**Work request**
Going through the entries below, count each line containing the word "retrieval". Report the number only.

**Task material**
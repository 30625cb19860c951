//! Cuebase - question answering over training-video captions
//!
//! Turns a video's WebVTT caption track into a searchable knowledge base and
//! answers learner questions grounded in what the video actually says.
//!
//! # Overview
//!
//! Cuebase allows you to:
//! - Parse caption tracks into ordered, time-stamped segments
//! - Group segments into overlapping chunks and index their embeddings per video
//! - Ask questions, optionally anchored at the current playback position
//! - Get answers with the referenced excerpts and a confidence score
//!
//! # Architecture
//!
//! - `captions` - WebVTT parsing and transcript export
//! - `chunking` - Sliding-window chunking
//! - `embedding` - Embedding generation (OpenAI or offline hash)
//! - `vector_store` - Per-video vector collections and knowledge records
//! - `retrieval` - Timestamp and semantic retrieval with confidence scoring
//! - `rag` - Prompt building and answer generation
//! - `orchestrator` - Pipeline coordination
//! - `config` - Configuration management
//!
//! # Example
//!
//! ```rust,no_run
//! use cuebase::config::Settings;
//! use cuebase::orchestrator::{IngestOptions, Orchestrator};
//!
//! #[tokio::main]
//! async fn main() -> anyhow::Result<()> {
//!     let settings = Settings::load()?;
//!     let orchestrator = Orchestrator::new(settings)?;
//!
//!     let captions = std::fs::read_to_string("lesson-01.vtt")?;
//!     let outcome = orchestrator
//!         .ingest("lesson-01", &captions, IngestOptions::default())
//!         .await?;
//!     println!("Indexed {} chunks", outcome.chunk_count);
//!
//!     let response = orchestrator
//!         .ask("lesson-01", "What is a lifetime?", Some(95.0), &[])
//!         .await?;
//!     println!("{} ({}%)", response.answer, response.confidence_score);
//!
//!     Ok(())
//! }
//! ```

pub mod captions;
pub mod chunking;
pub mod cli;
pub mod config;
pub mod embedding;
pub mod error;
pub mod openai;
pub mod orchestrator;
pub mod rag;
pub mod retrieval;
pub mod vector_store;

pub use error::{CuebaseError, Result};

**Reply to the exercise**
2